[Data entries]
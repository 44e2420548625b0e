//! Per-date calendar indicators used as exogenous regressors.

use crate::error::{ForecastError, Result};
use chrono::{Datelike, Duration, NaiveDate};
use serde::{Deserialize, Serialize};
use std::collections::BTreeMap;

/// Names of the calendar regressors, in the order [`CalendarRow::regressors`] emits them.
pub const CALENDAR_REGRESSORS: [&str; 6] = [
    "is_closed",
    "dow",
    "is_weekend",
    "is_event",
    "pre_event_peak",
    "restock_flag",
];

/// Calendar indicators for a single day.
#[derive(Debug, Clone, PartialEq, Eq, Default, Serialize, Deserialize)]
pub struct CalendarRow {
    pub is_closed: bool,
    /// Day of week, Monday = 0.
    pub dow: u8,
    pub is_weekend: bool,
    pub is_event: bool,
    pub pre_event_peak: bool,
    pub restock_flag: bool,
    /// Informational only; not a model regressor.
    pub is_national_holiday: bool,
    pub holiday_name: Option<String>,
}

impl CalendarRow {
    /// Row derived from the date alone: weekday, Saturday/Sunday weekend, no events.
    pub fn from_date(date: NaiveDate) -> Self {
        let dow = date.weekday().num_days_from_monday() as u8;
        Self {
            dow,
            is_weekend: dow >= 5,
            ..Default::default()
        }
    }

    /// Regressor values in [`CALENDAR_REGRESSORS`] order.
    pub fn regressors(&self) -> [f64; 6] {
        [
            flag(self.is_closed),
            f64::from(self.dow),
            flag(self.is_weekend),
            flag(self.is_event),
            flag(self.pre_event_peak),
            flag(self.restock_flag),
        ]
    }
}

fn flag(value: bool) -> f64 {
    if value {
        1.0
    } else {
        0.0
    }
}

/// What to do when a requested date has no calendar row.
#[derive(Debug, Clone, Copy, PartialEq, Eq, Default, Serialize, Deserialize)]
#[serde(rename_all = "snake_case")]
pub enum CoveragePolicy {
    /// Fail with [`ForecastError::MissingCalendarCoverage`].
    #[default]
    Strict,
    /// Stop at the first uncovered date and report where coverage ended.
    Truncate,
    /// Fill uncovered dates with [`CalendarRow::from_date`] and report them.
    DeriveFromDate,
}

/// Calendar rows for a contiguous date range.
#[derive(Debug, Clone, Default, PartialEq)]
pub struct CalendarRange {
    pub rows: Vec<(NaiveDate, CalendarRow)>,
    /// Dates whose rows were derived from the date rather than read from the calendar.
    pub filled: Vec<NaiveDate>,
    /// First uncovered date when the range was truncated.
    pub missing_from: Option<NaiveDate>,
}

impl CalendarRange {
    pub fn len(&self) -> usize {
        self.rows.len()
    }

    pub fn is_empty(&self) -> bool {
        self.rows.is_empty()
    }

    /// Whether every requested date came straight from the calendar.
    pub fn is_complete(&self) -> bool {
        self.filled.is_empty() && self.missing_from.is_none()
    }
}

/// Date-indexed calendar table.
#[derive(Debug, Clone, Default, PartialEq)]
pub struct Calendar {
    rows: BTreeMap<NaiveDate, CalendarRow>,
}

impl Calendar {
    pub fn new() -> Self {
        Self::default()
    }

    /// Build from `(date, row)` pairs; the first row seen for a date wins.
    pub fn from_rows<I>(rows: I) -> Self
    where
        I: IntoIterator<Item = (NaiveDate, CalendarRow)>,
    {
        let mut calendar = Self::new();
        for (date, row) in rows {
            calendar.rows.entry(date).or_insert(row);
        }
        calendar
    }

    /// Calendar covering `start..=end` with every row derived from its date.
    pub fn derived(start: NaiveDate, end: NaiveDate) -> Self {
        Self::from_rows(
            start
                .iter_days()
                .take_while(|d| *d <= end)
                .map(|d| (d, CalendarRow::from_date(d))),
        )
    }

    pub fn len(&self) -> usize {
        self.rows.len()
    }

    pub fn is_empty(&self) -> bool {
        self.rows.is_empty()
    }

    pub fn first_date(&self) -> Option<NaiveDate> {
        self.rows.keys().next().copied()
    }

    pub fn last_date(&self) -> Option<NaiveDate> {
        self.rows.keys().next_back().copied()
    }

    pub fn get(&self, date: NaiveDate) -> Option<&CalendarRow> {
        self.rows.get(&date)
    }

    /// Row for `date`, failing when the calendar does not cover it.
    pub fn lookup(&self, date: NaiveDate) -> Result<&CalendarRow> {
        self.get(date)
            .ok_or(ForecastError::MissingCalendarCoverage { date })
    }

    /// Rows for every date in `start..=end`, in date order.
    ///
    /// An empty range (`end < start`) yields no rows.
    pub fn range(
        &self,
        start: NaiveDate,
        end: NaiveDate,
        policy: CoveragePolicy,
    ) -> Result<CalendarRange> {
        let mut range = CalendarRange::default();
        for date in start.iter_days().take_while(|d| *d <= end) {
            match (self.get(date), policy) {
                (Some(row), _) => range.rows.push((date, row.clone())),
                (None, CoveragePolicy::Strict) => {
                    return Err(ForecastError::MissingCalendarCoverage { date })
                }
                (None, CoveragePolicy::Truncate) => {
                    range.missing_from = Some(date);
                    break;
                }
                (None, CoveragePolicy::DeriveFromDate) => {
                    range.rows.push((date, CalendarRow::from_date(date)));
                    range.filled.push(date);
                }
            }
        }
        Ok(range)
    }

    /// Rows strictly after `after`, up to and including `until`.
    pub fn future_dates(
        &self,
        after: NaiveDate,
        until: NaiveDate,
        policy: CoveragePolicy,
    ) -> Result<CalendarRange> {
        self.range(after + Duration::days(1), until, policy)
    }

    /// The next `days` rows following `after`.
    pub fn horizon(
        &self,
        after: NaiveDate,
        days: usize,
        policy: CoveragePolicy,
    ) -> Result<CalendarRange> {
        if days == 0 {
            return Ok(CalendarRange::default());
        }
        self.future_dates(after, after + Duration::days(days as i64), policy)
    }
}

#[cfg(test)]
mod tests {
    use super::*;

    fn date(y: i32, m: u32, d: u32) -> NaiveDate {
        NaiveDate::from_ymd_opt(y, m, d).unwrap()
    }

    #[test]
    fn from_date_uses_monday_zero() {
        // 2025-01-06 is a Monday
        let monday = CalendarRow::from_date(date(2025, 1, 6));
        assert_eq!(monday.dow, 0);
        assert!(!monday.is_weekend);

        let saturday = CalendarRow::from_date(date(2025, 1, 11));
        assert_eq!(saturday.dow, 5);
        assert!(saturday.is_weekend);

        let sunday = CalendarRow::from_date(date(2025, 1, 12));
        assert_eq!(sunday.dow, 6);
        assert!(sunday.is_weekend);
    }

    #[test]
    fn regressors_follow_column_order() {
        let row = CalendarRow {
            is_closed: true,
            dow: 3,
            is_event: true,
            restock_flag: true,
            ..Default::default()
        };
        assert_eq!(row.regressors(), [1.0, 3.0, 0.0, 1.0, 0.0, 1.0]);
        assert_eq!(CALENDAR_REGRESSORS.len(), row.regressors().len());
    }

    #[test]
    fn first_row_for_a_date_wins() {
        let first = CalendarRow {
            is_event: true,
            ..CalendarRow::from_date(date(2025, 3, 1))
        };
        let second = CalendarRow::from_date(date(2025, 3, 1));
        let calendar =
            Calendar::from_rows(vec![(date(2025, 3, 1), first.clone()), (date(2025, 3, 1), second)]);
        assert_eq!(calendar.len(), 1);
        assert_eq!(calendar.lookup(date(2025, 3, 1)).unwrap(), &first);
    }

    #[test]
    fn strict_range_fails_on_gap() {
        let mut calendar = Calendar::derived(date(2025, 1, 1), date(2025, 1, 5));
        calendar.rows.remove(&date(2025, 1, 3));

        let err = calendar
            .range(date(2025, 1, 1), date(2025, 1, 5), CoveragePolicy::Strict)
            .unwrap_err();
        assert_eq!(
            err,
            ForecastError::MissingCalendarCoverage {
                date: date(2025, 1, 3)
            }
        );
    }

    #[test]
    fn truncate_reports_where_coverage_ends() {
        let calendar = Calendar::derived(date(2025, 1, 1), date(2025, 1, 3));
        let range = calendar
            .range(date(2025, 1, 2), date(2025, 1, 6), CoveragePolicy::Truncate)
            .unwrap();
        assert_eq!(range.len(), 2);
        assert_eq!(range.missing_from, Some(date(2025, 1, 4)));
        assert!(!range.is_complete());
    }

    #[test]
    fn derive_policy_fills_and_reports() {
        let calendar = Calendar::derived(date(2025, 1, 1), date(2025, 1, 2));
        let range = calendar
            .range(date(2025, 1, 1), date(2025, 1, 4), CoveragePolicy::DeriveFromDate)
            .unwrap();
        assert_eq!(range.len(), 4);
        assert_eq!(range.filled, vec![date(2025, 1, 3), date(2025, 1, 4)]);
        assert_eq!(range.rows[3].1, CalendarRow::from_date(date(2025, 1, 4)));
    }

    #[test]
    fn future_dates_excludes_the_anchor() {
        let calendar = Calendar::derived(date(2025, 1, 1), date(2025, 1, 31));
        let range = calendar
            .future_dates(date(2025, 1, 10), date(2025, 1, 16), CoveragePolicy::Strict)
            .unwrap();
        assert_eq!(range.len(), 6);
        assert_eq!(range.rows[0].0, date(2025, 1, 11));
        assert!(range.is_complete());

        let horizon = calendar
            .horizon(date(2025, 1, 10), 7, CoveragePolicy::Strict)
            .unwrap();
        assert_eq!(horizon.len(), 7);
        assert_eq!(horizon.rows[6].0, date(2025, 1, 17));
    }

    #[test]
    fn empty_range_when_end_precedes_start() {
        let calendar = Calendar::derived(date(2025, 1, 1), date(2025, 1, 31));
        let range = calendar
            .range(date(2025, 1, 10), date(2025, 1, 5), CoveragePolicy::Strict)
            .unwrap();
        assert!(range.is_empty());
    }
}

▶ **Exercise directions**
How many lines of the records contain the string "horizon"? Respond with the number alone.

▶ **Task output**
5